EXERCISE AIM: In the data below, locate each line with the word "Copy" and list it.

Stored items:
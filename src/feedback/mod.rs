//! Hit feedback driven by the damage bus: floating numbers, screen flash, sprite tint and
//! the health HUD.
//!
//! Bus subscribers run inside `publish`, outside the ECS, so they only queue work into a
//! shared inbox. Systems in `StepSet::Feedback` drain it and touch the world.
//! Global subscribers live as long as `Playing`; each actor gets its own tint reaction,
//! released when the actor dies or is replaced.

use std::collections::HashSet;
use std::sync::Arc;

use bevy::prelude::*;
use parking_lot::Mutex;

use crate::actor::ActorCoordinator;
use crate::combat::{
    DamageEvent, DamageEventBus, Delivery, Healed, ObserverError, SubscriberScope, Subscription,
};
use crate::player::Player;
use crate::{GameState, StepSet};

pub struct FeedbackPlugin;

impl Plugin for FeedbackPlugin {
    fn build(&self, app: &mut App) {
        app.init_resource::<FeedbackInbox>()
            .init_resource::<DamageFlash>()
            .add_systems(Startup, (spawn_damage_flash_overlay, spawn_health_hud))
            .add_systems(OnEnter(GameState::Playing), acquire_subscriptions)
            .add_systems(OnExit(GameState::Playing), release_subscriptions)
            .add_systems(Update, subscribe_actor_reactions.before(StepSet::Input))
            .add_systems(
                Update,
                (
                    spawn_damage_texts,
                    spawn_heal_texts,
                    update_floating_texts,
                    trigger_damage_flash,
                    update_damage_flash,
                    apply_hit_tints,
                    update_hit_tints,
                    update_health_hud,
                )
                    .chain()
                    .in_set(StepSet::Feedback),
            );
    }
}

/// Pending texts beyond this are dropped and reported as observer faults
const MAX_PENDING_TEXTS: usize = 64;
/// Text is laid out in pixels, the world in metres
const TEXT_SCALE: f32 = 1.0 / 40.0;
const TEXT_LIFETIME: f32 = 0.8;
const TEXT_RISE_SPEED: f32 = 1.5;
/// Shortest tint, held longer while the actor stays invincible
const HIT_TINT_DURATION: f32 = 0.15;
const HIT_TINT_COLOR: Color = Color::srgb(1.0, 0.45, 0.45);

#[derive(Debug, Clone, Copy, PartialEq)]
pub struct HitNotice {
    pub actor: Entity,
    pub amount: f32,
    pub lethal: bool,
}

#[derive(Default)]
struct Inbox {
    texts: Vec<HitNotice>,
    flashes: Vec<HitNotice>,
    tints: Vec<Entity>,
}

/// Shared between bus subscribers and the feedback systems
#[derive(Resource, Clone, Default)]
pub struct FeedbackInbox {
    inner: Arc<Mutex<Inbox>>,
}

impl FeedbackInbox {
    pub fn push_text(&self, notice: HitNotice) -> Result<(), ObserverError> {
        let mut inbox = self.inner.lock();
        if inbox.texts.len() >= MAX_PENDING_TEXTS {
            return Err(ObserverError::new("floating text queue full"));
        }
        inbox.texts.push(notice);
        Ok(())
    }

    pub fn push_flash(&self, notice: HitNotice) {
        self.inner.lock().flashes.push(notice);
    }

    pub fn take_texts(&self) -> Vec<HitNotice> {
        std::mem::take(&mut self.inner.lock().texts)
    }

    pub fn take_flashes(&self) -> Vec<HitNotice> {
        std::mem::take(&mut self.inner.lock().flashes)
    }

    pub fn push_tint(&self, actor: Entity) {
        self.inner.lock().tints.push(actor);
    }

    pub fn take_tints(&self) -> Vec<Entity> {
        std::mem::take(&mut self.inner.lock().tints)
    }
}

impl From<&DamageEvent> for HitNotice {
    fn from(event: &DamageEvent) -> Self {
        Self {
            actor: event.actor,
            amount: event.amount,
            lethal: event.lethal,
        }
    }
}

/// Bus subscriptions held while the game is being played; dropping them unsubscribes
#[derive(Resource)]
pub struct FeedbackSubscriptions {
    _guards: Vec<Subscription>,
}

impl FeedbackSubscriptions {
    pub fn acquire(bus: &DamageEventBus, inbox: &FeedbackInbox) -> Self {
        let texts = inbox.clone();
        let flashes = inbox.clone();

        let guards = vec![
            bus.subscribe_scoped(SubscriberScope::Global, move |event: &DamageEvent, _: &Delivery| {
                texts.push_text(HitNotice::from(event))
            }),
            bus.subscribe_scoped(SubscriberScope::Global, move |event: &DamageEvent, _: &Delivery| {
                flashes.push_flash(HitNotice::from(event));
                Ok(())
            }),
        ];

        Self { _guards: guards }
    }
}

fn acquire_subscriptions(
    mut commands: Commands,
    bus: Res<DamageEventBus>,
    inbox: Res<FeedbackInbox>,
) {
    commands.insert_resource(FeedbackSubscriptions::acquire(&bus, &inbox));
    debug!("feedback observers subscribed");
}

fn release_subscriptions(mut commands: Commands) {
    commands.remove_resource::<FeedbackSubscriptions>();
    debug!("feedback observers released");
}

/// Give every new actor a hit reaction scoped to itself
fn subscribe_actor_reactions(
    actors: Query<Entity, Added<ActorCoordinator>>,
    bus: Res<DamageEventBus>,
    inbox: Res<FeedbackInbox>,
) {
    for actor in &actors {
        let tints = inbox.clone();
        bus.subscribe_actor(actor, move |event: &DamageEvent, _: &Delivery| {
            tints.push_tint(event.actor);
            Ok(())
        });
    }
}

// === Hit tint ===

/// Sprite tinted after a hit; the original colour comes back once it runs out
#[derive(Component, Debug, Clone, Copy)]
pub struct HitTint {
    pub remaining: f32,
    pub base: Color,
}

impl HitTint {
    /// Returns true once the minimum duration has passed
    pub fn tick(&mut self, dt: f32) -> bool {
        self.remaining = (self.remaining - dt).max(0.0);
        self.remaining <= 0.0
    }
}

fn apply_hit_tints(
    mut commands: Commands,
    inbox: Res<FeedbackInbox>,
    mut query: Query<(&mut Sprite, Option<&mut HitTint>)>,
) {
    let actors: HashSet<Entity> = inbox.take_tints().into_iter().collect();

    for actor in actors {
        let Ok((mut sprite, tint)) = query.get_mut(actor) else {
            continue;
        };

        match tint {
            Some(mut tint) => tint.remaining = HIT_TINT_DURATION,
            None => {
                commands.entity(actor).try_insert(HitTint {
                    remaining: HIT_TINT_DURATION,
                    base: sprite.color,
                });
            }
        }
        sprite.color = HIT_TINT_COLOR;
    }
}

fn update_hit_tints(
    mut commands: Commands,
    mut query: Query<(Entity, &mut Sprite, &mut HitTint, &ActorCoordinator)>,
    time: Res<Time>,
) {
    let dt = time.delta_secs();

    for (entity, mut sprite, mut tint, actor) in &mut query {
        if tint.tick(dt) && !actor.health().is_invincible() {
            sprite.color = tint.base;
            commands.entity(entity).remove::<HitTint>();
        }
    }
}

// === Floating text ===

#[derive(Component)]
pub struct FloatingText {
    pub lifetime: f32,
    pub max_lifetime: f32,
    pub color: Color,
}

fn spawn_floating_text(
    commands: &mut Commands,
    text: String,
    color: Color,
    font_size: f32,
    at: Vec3,
) {
    commands.spawn((
        Text2d::new(text),
        TextFont {
            font_size,
            ..default()
        },
        TextColor(color),
        Transform::from_translation(at.with_z(10.0)).with_scale(Vec3::splat(TEXT_SCALE)),
        FloatingText {
            lifetime: TEXT_LIFETIME,
            max_lifetime: TEXT_LIFETIME,
            color,
        },
    ));
}

fn spawn_damage_texts(
    mut commands: Commands,
    inbox: Res<FeedbackInbox>,
    actors: Query<&Transform, With<ActorCoordinator>>,
) {
    for notice in inbox.take_texts() {
        // Actor may be gone by the time the queue drains
        let Ok(transform) = actors.get(notice.actor) else {
            continue;
        };

        let (color, font_size) = if notice.lethal {
            (Color::srgb(1.0, 0.85, 0.2), 32.0)
        } else {
            (Color::srgb(1.0, 0.25, 0.25), 24.0)
        };
        spawn_floating_text(
            &mut commands,
            format!("{:.0}", notice.amount),
            color,
            font_size,
            transform.translation + Vec3::Y * 1.2,
        );
    }
}

fn spawn_heal_texts(
    mut commands: Commands,
    mut healed: EventReader<Healed>,
    actors: Query<&Transform, With<ActorCoordinator>>,
) {
    for event in healed.read() {
        let Ok(transform) = actors.get(event.target) else {
            continue;
        };
        spawn_floating_text(
            &mut commands,
            format!("+{:.0}", event.amount),
            Color::srgb(0.3, 1.0, 0.3),
            24.0,
            transform.translation + Vec3::Y * 1.2,
        );
    }
}

fn update_floating_texts(
    mut commands: Commands,
    mut query: Query<(Entity, &mut Transform, &mut TextColor, &mut FloatingText)>,
    time: Res<Time>,
) {
    let dt = time.delta_secs();

    for (entity, mut transform, mut color, mut text) in &mut query {
        text.lifetime -= dt;
        if text.lifetime <= 0.0 {
            commands.entity(entity).despawn();
            continue;
        }

        transform.translation.y += TEXT_RISE_SPEED * dt;
        let alpha = text.lifetime / text.max_lifetime;
        color.0 = text.color.with_alpha(alpha);
    }
}

// === Damage flash ===

/// Screen flash effect for damage feedback
#[derive(Resource)]
pub struct DamageFlash {
    pub intensity: f32,
    pub decay_rate: f32,
}

impl Default for DamageFlash {
    fn default() -> Self {
        Self {
            intensity: 0.0,
            decay_rate: 4.0, // Fades in 0.25 seconds
        }
    }
}

impl DamageFlash {
    /// Scale intensity by damage amount (capped)
    pub fn trigger(&mut self, amount: f32) {
        let boost = (amount / 25.0).min(1.0);
        self.intensity = (self.intensity + boost).min(1.0);
    }

    pub fn decay(&mut self, dt: f32) {
        self.intensity = (self.intensity - self.decay_rate * dt).max(0.0);
    }
}

/// Marker for the damage flash overlay UI element
#[derive(Component)]
pub struct DamageFlashOverlay;

fn spawn_damage_flash_overlay(mut commands: Commands) {
    commands.spawn((
        Node {
            width: Val::Percent(100.0),
            height: Val::Percent(100.0),
            position_type: PositionType::Absolute,
            ..default()
        },
        BackgroundColor(Color::srgba(1.0, 0.0, 0.0, 0.0)),
        GlobalZIndex(100),
        DamageFlashOverlay,
    ));
}

/// Only hits on the player flash the screen
fn trigger_damage_flash(
    inbox: Res<FeedbackInbox>,
    mut flash: ResMut<DamageFlash>,
    player_query: Query<Entity, With<Player>>,
) {
    let notices = inbox.take_flashes();
    let Ok(player) = player_query.single() else {
        return;
    };

    for notice in notices.iter().filter(|n| n.actor == player) {
        flash.trigger(notice.amount);
    }
}

fn update_damage_flash(
    mut flash: ResMut<DamageFlash>,
    mut overlay_query: Query<&mut BackgroundColor, With<DamageFlashOverlay>>,
    time: Res<Time>,
) {
    flash.decay(time.delta_secs());

    let Ok(mut bg_color) = overlay_query.single_mut() else {
        return;
    };
    bg_color.0 = Color::srgba(1.0, 0.0, 0.0, flash.intensity * 0.5);
}

// === Health HUD ===

#[derive(Component)]
pub struct HealthHud;

fn spawn_health_hud(mut commands: Commands) {
    commands.spawn((
        Text::new("HP: 100/100"),
        TextFont {
            font_size: 24.0,
            ..default()
        },
        TextColor(Color::srgb(0.3, 1.0, 0.3)),
        Node {
            position_type: PositionType::Absolute,
            left: Val::Px(10.0),
            bottom: Val::Px(10.0),
            ..default()
        },
        HealthHud,
    ));
}

/// Green above 60%, yellow above 30%, red below
pub fn health_color(fraction: f32) -> Color {
    if fraction > 0.6 {
        Color::srgb(0.3, 1.0, 0.3)
    } else if fraction > 0.3 {
        Color::srgb(1.0, 1.0, 0.3)
    } else {
        Color::srgb(1.0, 0.3, 0.3)
    }
}

fn update_health_hud(
    player_query: Query<&ActorCoordinator, With<Player>>,
    mut hud_query: Query<(&mut Text, &mut TextColor), With<HealthHud>>,
) {
    let Ok(actor) = player_query.single() else {
        return;
    };

    let Ok((mut text, mut color)) = hud_query.single_mut() else {
        return;
    };

    let health = actor.health();
    **text = format!("HP: {:.0}/{:.0}", health.current(), health.max());
    color.0 = health_color(health.fraction());
}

REPLY:
#[derive(Debug, Clone, Copy, PartialEq)]
#[derive(Component, Debug, Clone, Copy)]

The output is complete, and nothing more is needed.